While New York’s clus­tered hos­pi­tals are usu­ally re­garded as com­peti­tors, it was in the spirit of col­lab­o­ra­tion that hos­pi­tals such as the bustling Kings­brook Jewish Med­i­cal Cen­ter in Brook­lyn boldly took in more than 200 evac­u­ated pa­tients, and the North Shore-Long Is­land Jewish Health Sys­tem did the same for Staten Is­land Univer­sity Hos­pi­tal and sev­eral oth­ers. In the process, we learned that hos­pi­tals must be open to us­ing non­tra­di­tional space for evac­uees and must have plans for their care­givers to ac­com­pany pa­tients when they are evac­u­ated.

True lead­ers “lead from the front,” as demon­strated by state health Com­mis­sioner Dr. Ni­rav Shah, city health Com­mis­sioner Dr. Thomas Far­ley and OEM Com­mis­sioner Joseph Bruno. Their hands-on lead­er­ship at OEM head­quar­ters set an ex­am­ple that GNYHA, and the hos­pi­tal com­mu­nity fol­lowed. Shah called hos­pi­tals at the height of the evac­u­a­tions to en­cour­age their tired, anx­ious staffs to keep up their great work. He also gave hos­pi­tals the au­thor­ity to ex­ceed their op­er­at­ing cer­tifi­cate ca­pac­ity and take on more evac­uees.

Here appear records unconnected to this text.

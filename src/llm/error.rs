//! Inference error classification and retry policy.

use std::fmt;
use std::time::Duration;

/// Coarse error category used to decide whether a retry makes sense.
#[derive(Debug, Clone, Copy, PartialEq, Eq)]
pub enum LlmErrorKind {
    /// 429 from the provider; honor Retry-After when present.
    RateLimited,
    /// 5xx from the provider; transient.
    ServerError,
    /// 4xx other than 429; retrying will not help.
    ClientError,
    /// Connection, DNS, or timeout failure before a response arrived.
    NetworkError,
    /// The response arrived but could not be decoded.
    ParseError,
}

impl fmt::Display for LlmErrorKind {
    fn fmt(&self, f: &mut fmt::Formatter<'_>) -> fmt::Result {
        let s = match self {
            LlmErrorKind::RateLimited => "rate limited",
            LlmErrorKind::ServerError => "server error",
            LlmErrorKind::ClientError => "client error",
            LlmErrorKind::NetworkError => "network error",
            LlmErrorKind::ParseError => "parse error",
        };
        f.write_str(s)
    }
}

/// Map an HTTP status code onto an error kind.
pub fn classify_http_status(status: u16) -> LlmErrorKind {
    match status {
        429 => LlmErrorKind::RateLimited,
        500..=599 => LlmErrorKind::ServerError,
        400..=499 => LlmErrorKind::ClientError,
        _ => LlmErrorKind::ServerError,
    }
}

/// Error from the inference service.
#[derive(Debug, Clone, thiserror::Error)]
#[error("{kind}: {message}")]
pub struct LlmError {
    pub kind: LlmErrorKind,
    pub message: String,
    pub status: Option<u16>,
    pub retry_after: Option<Duration>,
}

impl LlmError {
    pub fn rate_limited(message: String, retry_after: Option<Duration>) -> Self {
        Self {
            kind: LlmErrorKind::RateLimited,
            message,
            status: Some(429),
            retry_after,
        }
    }

    pub fn server_error(status: u16, message: String) -> Self {
        Self {
            kind: LlmErrorKind::ServerError,
            message,
            status: Some(status),
            retry_after: None,
        }
    }

    pub fn client_error(status: u16, message: String) -> Self {
        Self {
            kind: LlmErrorKind::ClientError,
            message,
            status: Some(status),
            retry_after: None,
        }
    }

    pub fn network_error(message: String) -> Self {
        Self {
            kind: LlmErrorKind::NetworkError,
            message,
            status: None,
            retry_after: None,
        }
    }

    pub fn parse_error(message: String) -> Self {
        Self {
            kind: LlmErrorKind::ParseError,
            message,
            status: None,
            retry_after: None,
        }
    }

    /// Delay before the next attempt: Retry-After when the server sent one,
    /// otherwise exponential backoff capped at 8s.
    pub fn suggested_delay(&self, attempt: u32) -> Duration {
        if let Some(d) = self.retry_after {
            return d;
        }
        let backoff = Duration::from_millis(500) * 2u32.saturating_pow(attempt);
        backoff.min(Duration::from_secs(8))
    }
}

/// Retry policy for transient inference errors.
#[derive(Debug, Clone)]
pub struct RetryConfig {
    pub max_retries: u32,
    pub max_retry_duration: Duration,
}

impl Default for RetryConfig {
    fn default() -> Self {
        Self {
            max_retries: 3,
            max_retry_duration: Duration::from_secs(60),
        }
    }
}

impl RetryConfig {
    pub fn should_retry(&self, error: &LlmError) -> bool {
        matches!(
            error.kind,
            LlmErrorKind::RateLimited | LlmErrorKind::ServerError | LlmErrorKind::NetworkError
        )
    }
}

#[cfg(test)]
mod tests {
    use super::*;

    #[test]
    fn status_classification() {
        assert_eq!(classify_http_status(429), LlmErrorKind::RateLimited);
        assert_eq!(classify_http_status(503), LlmErrorKind::ServerError);
        assert_eq!(classify_http_status(400), LlmErrorKind::ClientError);
        assert_eq!(classify_http_status(404), LlmErrorKind::ClientError);
    }

    #[test]
    fn retry_only_transient_kinds() {
        let cfg = RetryConfig::default();
        assert!(cfg.should_retry(&LlmError::rate_limited("slow down".into(), None)));
        assert!(cfg.should_retry(&LlmError::server_error(502, "bad gateway".into())));
        assert!(cfg.should_retry(&LlmError::network_error("reset".into())));
        assert!(!cfg.should_retry(&LlmError::client_error(400, "bad request".into())));
        assert!(!cfg.should_retry(&LlmError::parse_error("garbage".into())));
    }

    #[test]
    fn retry_after_overrides_backoff() {
        let err = LlmError::rate_limited("slow down".into(), Some(Duration::from_secs(3)));
        assert_eq!(err.suggested_delay(0), Duration::from_secs(3));
        let err = LlmError::server_error(500, "oops".into());
        assert_eq!(err.suggested_delay(0), Duration::from_millis(500));
        assert_eq!(err.suggested_delay(10), Duration::from_secs(8));
    }
}
//! The orchestration engine.
//!
//! A run walks a fixed stage order with conditional skips:
//!
//! ```text
//! ROUTE
//!   -> [PLAN + EXECUTE        if the recipe needs tools]
//!   -> [BOOTSTRAP_SEARCH      if web_search is needed, no evidence yet, budget >= 2]
//!   -> GENERATE + CRITIQUE    x N (N from stakes and recipe)
//!   -> SELECT
//!   -> [EXTRA_SEARCH          if the critic asked for it and budget >= 3]
//!   -> [VERIFY + REPAIR       if stakes are high or the score is below threshold]
//!   -> POLISH
//!   -> END
//! ```
//!
//! Every transition checks the cancellation signal and registers against
//! the step budget before doing cost-incurring work. Step accounting,
//! cost accounting, and progress reporting live on the per-run context
//! rather than being threaded through stage signatures.

mod runner;
mod select;

pub use runner::{run, RunArgs, RunOutcome};
pub use select::{select_best, weighted_score};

Like the ur­gent call to Hart­ford, the power of re­la­tion­ships paid im­mense div­i­dends. In just one of many ex­am­ples, when OEM needed food for an evac­u­a­tion shel­ter, GNYHA’s busi­ness sub­sidiary, GNYHA Ven­tures, called its long­time busi­ness part­ner U.S. Food­ser­vice, which supplied to the shel­ters in less than eight hours.

In an un­cer­tain world, we can be cer­tain there will al­ways be a “next time” for hos­pi­tals to pre­pare for, and re­spond to, an emer­gency. When that time comes, we hope the lessons learned from Hur­ri­cane Irene help our fel­low hos­pi­tals to meet the chal­lenge.

GNYHA staff, with lo­cal and state health of­fi­cials, work at New York City’s Of­fice of Emer­gency Man­age­ment dur­ing Hur­ri­cane Irene.

Lee Perl­man and Su­san Walt­man are ex­ec­u­tive vice pres­i­dents of the Greater New York Hos­pi­tal As­so­ci­a­tion.